>>>
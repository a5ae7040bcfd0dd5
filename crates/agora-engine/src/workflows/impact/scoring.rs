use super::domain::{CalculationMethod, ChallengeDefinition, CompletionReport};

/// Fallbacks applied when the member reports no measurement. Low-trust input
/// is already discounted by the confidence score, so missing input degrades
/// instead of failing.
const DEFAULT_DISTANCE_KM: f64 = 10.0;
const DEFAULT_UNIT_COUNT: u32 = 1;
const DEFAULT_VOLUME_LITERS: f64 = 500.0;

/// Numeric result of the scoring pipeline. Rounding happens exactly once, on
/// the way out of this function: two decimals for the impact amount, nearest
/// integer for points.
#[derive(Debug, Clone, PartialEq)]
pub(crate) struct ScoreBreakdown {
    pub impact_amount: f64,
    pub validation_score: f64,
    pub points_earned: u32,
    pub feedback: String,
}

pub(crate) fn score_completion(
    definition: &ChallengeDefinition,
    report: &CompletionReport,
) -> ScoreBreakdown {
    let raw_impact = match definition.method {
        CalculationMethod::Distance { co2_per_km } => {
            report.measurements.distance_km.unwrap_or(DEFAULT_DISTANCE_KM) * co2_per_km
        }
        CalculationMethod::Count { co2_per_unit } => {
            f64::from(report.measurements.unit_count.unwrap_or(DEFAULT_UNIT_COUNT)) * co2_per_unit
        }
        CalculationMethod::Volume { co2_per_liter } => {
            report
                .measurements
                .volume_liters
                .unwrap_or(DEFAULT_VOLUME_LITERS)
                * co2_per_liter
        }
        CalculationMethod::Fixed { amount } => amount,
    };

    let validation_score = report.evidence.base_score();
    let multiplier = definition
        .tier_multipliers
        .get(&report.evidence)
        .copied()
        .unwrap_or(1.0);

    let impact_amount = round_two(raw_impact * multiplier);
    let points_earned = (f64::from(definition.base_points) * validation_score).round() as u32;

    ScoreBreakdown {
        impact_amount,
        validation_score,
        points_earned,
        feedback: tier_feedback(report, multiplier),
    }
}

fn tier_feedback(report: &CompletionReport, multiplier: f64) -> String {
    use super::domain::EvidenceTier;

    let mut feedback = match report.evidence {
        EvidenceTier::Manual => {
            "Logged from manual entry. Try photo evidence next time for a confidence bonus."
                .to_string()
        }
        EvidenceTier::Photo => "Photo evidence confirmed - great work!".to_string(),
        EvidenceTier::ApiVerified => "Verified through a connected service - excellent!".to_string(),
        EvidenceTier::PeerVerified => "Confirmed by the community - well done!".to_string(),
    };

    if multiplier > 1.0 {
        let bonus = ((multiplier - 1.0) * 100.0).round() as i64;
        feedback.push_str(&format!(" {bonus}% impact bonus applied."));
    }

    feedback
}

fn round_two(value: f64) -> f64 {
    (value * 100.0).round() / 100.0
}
<<<
>>>
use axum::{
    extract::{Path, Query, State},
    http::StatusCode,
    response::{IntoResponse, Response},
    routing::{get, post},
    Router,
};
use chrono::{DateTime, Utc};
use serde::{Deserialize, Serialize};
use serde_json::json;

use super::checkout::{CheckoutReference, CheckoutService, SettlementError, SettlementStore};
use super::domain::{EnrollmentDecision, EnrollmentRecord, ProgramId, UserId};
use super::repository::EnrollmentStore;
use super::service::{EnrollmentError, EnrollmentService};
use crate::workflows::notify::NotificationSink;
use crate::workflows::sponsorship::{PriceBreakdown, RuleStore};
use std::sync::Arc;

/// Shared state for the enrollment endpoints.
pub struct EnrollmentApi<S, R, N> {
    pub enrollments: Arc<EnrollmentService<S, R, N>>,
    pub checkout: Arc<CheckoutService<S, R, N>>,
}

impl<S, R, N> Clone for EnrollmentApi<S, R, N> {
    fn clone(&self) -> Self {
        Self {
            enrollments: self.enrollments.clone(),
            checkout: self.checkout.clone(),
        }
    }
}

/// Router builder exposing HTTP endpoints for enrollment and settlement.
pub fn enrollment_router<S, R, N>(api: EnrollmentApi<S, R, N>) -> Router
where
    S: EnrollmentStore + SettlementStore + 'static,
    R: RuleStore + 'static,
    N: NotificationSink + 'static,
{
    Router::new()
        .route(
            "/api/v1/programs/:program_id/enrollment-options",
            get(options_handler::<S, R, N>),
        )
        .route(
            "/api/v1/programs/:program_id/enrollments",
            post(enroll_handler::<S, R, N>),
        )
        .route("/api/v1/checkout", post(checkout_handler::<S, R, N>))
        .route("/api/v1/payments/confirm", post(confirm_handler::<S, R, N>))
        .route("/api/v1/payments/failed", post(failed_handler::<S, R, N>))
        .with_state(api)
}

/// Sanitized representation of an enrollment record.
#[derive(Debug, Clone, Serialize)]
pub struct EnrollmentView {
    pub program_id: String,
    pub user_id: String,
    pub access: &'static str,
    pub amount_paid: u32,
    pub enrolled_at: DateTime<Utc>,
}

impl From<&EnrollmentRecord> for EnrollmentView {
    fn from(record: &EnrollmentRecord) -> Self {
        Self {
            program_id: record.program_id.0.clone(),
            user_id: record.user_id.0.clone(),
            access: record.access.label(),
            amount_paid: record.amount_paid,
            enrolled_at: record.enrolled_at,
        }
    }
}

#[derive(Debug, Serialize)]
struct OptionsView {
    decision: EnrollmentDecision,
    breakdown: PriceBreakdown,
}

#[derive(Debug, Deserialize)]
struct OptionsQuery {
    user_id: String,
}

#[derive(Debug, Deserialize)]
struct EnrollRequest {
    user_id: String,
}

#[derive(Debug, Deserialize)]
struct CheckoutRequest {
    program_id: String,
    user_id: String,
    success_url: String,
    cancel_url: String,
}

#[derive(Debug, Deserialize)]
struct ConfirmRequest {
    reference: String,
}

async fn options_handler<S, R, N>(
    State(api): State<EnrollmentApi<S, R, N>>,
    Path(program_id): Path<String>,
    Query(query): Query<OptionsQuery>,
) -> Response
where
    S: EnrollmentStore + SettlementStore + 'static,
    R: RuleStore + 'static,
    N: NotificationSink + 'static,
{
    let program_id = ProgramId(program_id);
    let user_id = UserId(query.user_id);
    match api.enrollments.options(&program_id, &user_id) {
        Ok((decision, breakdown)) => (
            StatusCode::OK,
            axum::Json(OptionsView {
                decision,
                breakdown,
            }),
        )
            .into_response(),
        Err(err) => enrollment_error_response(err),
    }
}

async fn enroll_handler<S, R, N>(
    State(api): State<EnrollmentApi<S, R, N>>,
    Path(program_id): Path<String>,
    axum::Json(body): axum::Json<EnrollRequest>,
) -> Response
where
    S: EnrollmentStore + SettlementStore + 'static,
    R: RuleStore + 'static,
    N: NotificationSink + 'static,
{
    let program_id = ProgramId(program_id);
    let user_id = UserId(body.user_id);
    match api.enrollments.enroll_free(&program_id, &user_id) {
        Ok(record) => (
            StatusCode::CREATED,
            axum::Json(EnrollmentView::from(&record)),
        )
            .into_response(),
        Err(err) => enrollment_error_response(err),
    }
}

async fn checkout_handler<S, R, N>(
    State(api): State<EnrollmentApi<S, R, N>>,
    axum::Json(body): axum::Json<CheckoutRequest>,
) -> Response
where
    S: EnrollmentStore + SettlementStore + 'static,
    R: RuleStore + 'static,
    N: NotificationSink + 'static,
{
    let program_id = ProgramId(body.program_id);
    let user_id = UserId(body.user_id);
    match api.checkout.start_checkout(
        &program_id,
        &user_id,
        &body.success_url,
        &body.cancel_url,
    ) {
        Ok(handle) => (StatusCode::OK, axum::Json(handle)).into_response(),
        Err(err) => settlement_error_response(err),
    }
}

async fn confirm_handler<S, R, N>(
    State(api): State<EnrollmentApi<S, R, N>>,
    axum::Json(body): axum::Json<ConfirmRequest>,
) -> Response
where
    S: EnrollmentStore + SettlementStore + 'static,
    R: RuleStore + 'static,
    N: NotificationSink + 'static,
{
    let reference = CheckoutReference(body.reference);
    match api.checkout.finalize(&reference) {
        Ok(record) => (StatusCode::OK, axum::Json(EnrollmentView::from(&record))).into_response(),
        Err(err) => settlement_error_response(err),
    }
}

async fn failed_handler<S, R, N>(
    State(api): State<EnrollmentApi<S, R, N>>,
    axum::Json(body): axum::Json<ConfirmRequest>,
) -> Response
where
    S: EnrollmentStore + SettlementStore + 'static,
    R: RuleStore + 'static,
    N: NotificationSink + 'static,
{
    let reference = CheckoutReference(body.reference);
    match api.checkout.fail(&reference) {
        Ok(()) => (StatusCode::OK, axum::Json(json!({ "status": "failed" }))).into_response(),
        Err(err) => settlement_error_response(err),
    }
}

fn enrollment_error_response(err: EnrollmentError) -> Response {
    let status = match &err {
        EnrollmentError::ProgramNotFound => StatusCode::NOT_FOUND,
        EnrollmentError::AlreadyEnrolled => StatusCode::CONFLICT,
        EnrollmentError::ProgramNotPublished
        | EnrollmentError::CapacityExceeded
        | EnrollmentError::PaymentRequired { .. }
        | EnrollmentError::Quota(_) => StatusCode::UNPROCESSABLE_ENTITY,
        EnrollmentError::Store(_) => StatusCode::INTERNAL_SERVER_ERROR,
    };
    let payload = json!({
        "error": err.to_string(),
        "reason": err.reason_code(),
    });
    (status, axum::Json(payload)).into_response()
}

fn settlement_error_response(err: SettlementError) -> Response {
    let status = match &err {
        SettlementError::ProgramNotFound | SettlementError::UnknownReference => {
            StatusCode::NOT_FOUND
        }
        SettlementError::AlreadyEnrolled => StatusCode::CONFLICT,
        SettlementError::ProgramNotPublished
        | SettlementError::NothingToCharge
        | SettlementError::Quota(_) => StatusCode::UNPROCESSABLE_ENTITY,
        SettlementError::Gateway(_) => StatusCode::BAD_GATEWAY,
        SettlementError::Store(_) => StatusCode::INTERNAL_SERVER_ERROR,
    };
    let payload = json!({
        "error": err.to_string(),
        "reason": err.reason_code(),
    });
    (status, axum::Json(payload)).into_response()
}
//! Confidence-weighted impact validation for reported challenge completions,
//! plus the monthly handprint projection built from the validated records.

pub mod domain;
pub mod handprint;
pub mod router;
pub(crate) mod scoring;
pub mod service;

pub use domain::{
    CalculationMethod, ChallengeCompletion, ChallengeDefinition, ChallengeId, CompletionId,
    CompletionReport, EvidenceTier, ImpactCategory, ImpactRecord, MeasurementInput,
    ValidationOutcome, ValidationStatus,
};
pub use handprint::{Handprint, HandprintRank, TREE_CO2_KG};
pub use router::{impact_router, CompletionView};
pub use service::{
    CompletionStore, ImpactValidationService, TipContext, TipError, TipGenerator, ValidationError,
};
<<<
>>>
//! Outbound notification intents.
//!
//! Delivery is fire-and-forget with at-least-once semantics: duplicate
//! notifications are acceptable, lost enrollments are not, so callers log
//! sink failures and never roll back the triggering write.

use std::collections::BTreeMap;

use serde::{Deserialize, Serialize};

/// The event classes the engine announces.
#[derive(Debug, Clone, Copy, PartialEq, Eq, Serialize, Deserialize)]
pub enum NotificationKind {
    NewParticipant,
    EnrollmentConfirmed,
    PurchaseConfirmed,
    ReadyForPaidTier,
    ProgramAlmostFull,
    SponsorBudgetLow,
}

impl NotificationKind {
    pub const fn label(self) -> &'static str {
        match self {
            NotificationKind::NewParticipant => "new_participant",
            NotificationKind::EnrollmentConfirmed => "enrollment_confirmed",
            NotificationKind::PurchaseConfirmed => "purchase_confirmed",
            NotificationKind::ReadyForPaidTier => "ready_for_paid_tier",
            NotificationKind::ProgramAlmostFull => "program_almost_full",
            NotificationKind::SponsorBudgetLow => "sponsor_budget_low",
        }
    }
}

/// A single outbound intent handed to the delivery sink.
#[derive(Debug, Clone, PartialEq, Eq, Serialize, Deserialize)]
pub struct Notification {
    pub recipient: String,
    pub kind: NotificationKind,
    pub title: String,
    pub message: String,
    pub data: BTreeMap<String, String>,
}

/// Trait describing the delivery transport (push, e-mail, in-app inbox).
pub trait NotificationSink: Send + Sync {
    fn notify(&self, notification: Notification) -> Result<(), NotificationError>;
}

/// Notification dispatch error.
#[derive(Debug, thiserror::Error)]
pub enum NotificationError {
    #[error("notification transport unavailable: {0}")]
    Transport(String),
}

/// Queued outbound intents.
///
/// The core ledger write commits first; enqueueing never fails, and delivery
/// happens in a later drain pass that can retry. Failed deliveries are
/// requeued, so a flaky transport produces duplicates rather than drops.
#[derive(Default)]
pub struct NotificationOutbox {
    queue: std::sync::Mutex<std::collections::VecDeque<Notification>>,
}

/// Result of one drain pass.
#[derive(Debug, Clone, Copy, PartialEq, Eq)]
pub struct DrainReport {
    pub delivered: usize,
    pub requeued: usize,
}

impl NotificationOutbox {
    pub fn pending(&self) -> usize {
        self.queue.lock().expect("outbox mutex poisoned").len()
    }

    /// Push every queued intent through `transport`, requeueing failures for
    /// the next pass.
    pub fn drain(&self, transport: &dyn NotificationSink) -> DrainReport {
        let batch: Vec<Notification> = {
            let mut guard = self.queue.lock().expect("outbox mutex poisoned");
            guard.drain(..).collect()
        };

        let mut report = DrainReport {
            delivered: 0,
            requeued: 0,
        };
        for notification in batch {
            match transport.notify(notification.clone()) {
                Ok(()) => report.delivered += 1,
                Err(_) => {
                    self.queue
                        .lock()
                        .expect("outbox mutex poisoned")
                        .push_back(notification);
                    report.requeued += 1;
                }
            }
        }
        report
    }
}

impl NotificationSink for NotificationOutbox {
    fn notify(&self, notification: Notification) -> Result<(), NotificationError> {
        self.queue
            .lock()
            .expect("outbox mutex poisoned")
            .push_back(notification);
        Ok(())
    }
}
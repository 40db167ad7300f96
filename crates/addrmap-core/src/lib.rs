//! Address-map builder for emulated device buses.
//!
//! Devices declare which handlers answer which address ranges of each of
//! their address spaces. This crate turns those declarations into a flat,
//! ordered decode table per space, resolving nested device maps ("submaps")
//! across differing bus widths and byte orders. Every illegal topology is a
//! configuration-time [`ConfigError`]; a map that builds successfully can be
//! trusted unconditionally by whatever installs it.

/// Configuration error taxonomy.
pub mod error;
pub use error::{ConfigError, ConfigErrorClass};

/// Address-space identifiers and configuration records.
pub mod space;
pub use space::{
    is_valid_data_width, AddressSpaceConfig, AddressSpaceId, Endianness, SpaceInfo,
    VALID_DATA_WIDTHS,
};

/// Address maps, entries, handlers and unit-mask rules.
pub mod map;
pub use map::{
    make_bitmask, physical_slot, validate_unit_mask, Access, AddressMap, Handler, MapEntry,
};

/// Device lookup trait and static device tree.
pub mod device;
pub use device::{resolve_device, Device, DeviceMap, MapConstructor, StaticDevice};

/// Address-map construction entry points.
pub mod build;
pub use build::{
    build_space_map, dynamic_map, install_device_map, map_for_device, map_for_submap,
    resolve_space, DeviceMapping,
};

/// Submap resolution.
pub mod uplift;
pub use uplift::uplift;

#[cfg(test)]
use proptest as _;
<<<
Transcribe the lines above between the line holding "repository a5ae7040bcfd0dd5" and the line holding "use super::domain::EvidenceTier;", inclusive, exactly as they stand and with nothing added.

# [SOLUTION TO THIS TASK]
repository a5ae7040bcfd0dd5
filename crates/agora-engine/src/workflows/impact/scoring.rs
use super::domain::{CalculationMethod, ChallengeDefinition, CompletionReport};

/// Fallbacks applied when the member reports no measurement. Low-trust input
/// is already discounted by the confidence score, so missing input degrades
/// instead of failing.
const DEFAULT_DISTANCE_KM: f64 = 10.0;
const DEFAULT_UNIT_COUNT: u32 = 1;
const DEFAULT_VOLUME_LITERS: f64 = 500.0;

/// Numeric result of the scoring pipeline. Rounding happens exactly once, on
/// the way out of this function: two decimals for the impact amount, nearest
/// integer for points.
#[derive(Debug, Clone, PartialEq)]
pub(crate) struct ScoreBreakdown {
    pub impact_amount: f64,
    pub validation_score: f64,
    pub points_earned: u32,
    pub feedback: String,
}

pub(crate) fn score_completion(
    definition: &ChallengeDefinition,
    report: &CompletionReport,
) -> ScoreBreakdown {
    let raw_impact = match definition.method {
        CalculationMethod::Distance { co2_per_km } => {
            report.measurements.distance_km.unwrap_or(DEFAULT_DISTANCE_KM) * co2_per_km
        }
        CalculationMethod::Count { co2_per_unit } => {
            f64::from(report.measurements.unit_count.unwrap_or(DEFAULT_UNIT_COUNT)) * co2_per_unit
        }
        CalculationMethod::Volume { co2_per_liter } => {
            report
                .measurements
                .volume_liters
                .unwrap_or(DEFAULT_VOLUME_LITERS)
                * co2_per_liter
        }
        CalculationMethod::Fixed { amount } => amount,
    };

    let validation_score = report.evidence.base_score();
    let multiplier = definition
        .tier_multipliers
        .get(&report.evidence)
        .copied()
        .unwrap_or(1.0);

    let impact_amount = round_two(raw_impact * multiplier);
    let points_earned = (f64::from(definition.base_points) * validation_score).round() as u32;

    ScoreBreakdown {
        impact_amount,
        validation_score,
        points_earned,
        feedback: tier_feedback(report, multiplier),
    }
}

fn tier_feedback(report: &CompletionReport, multiplier: f64) -> String {
    use super::domain::EvidenceTier;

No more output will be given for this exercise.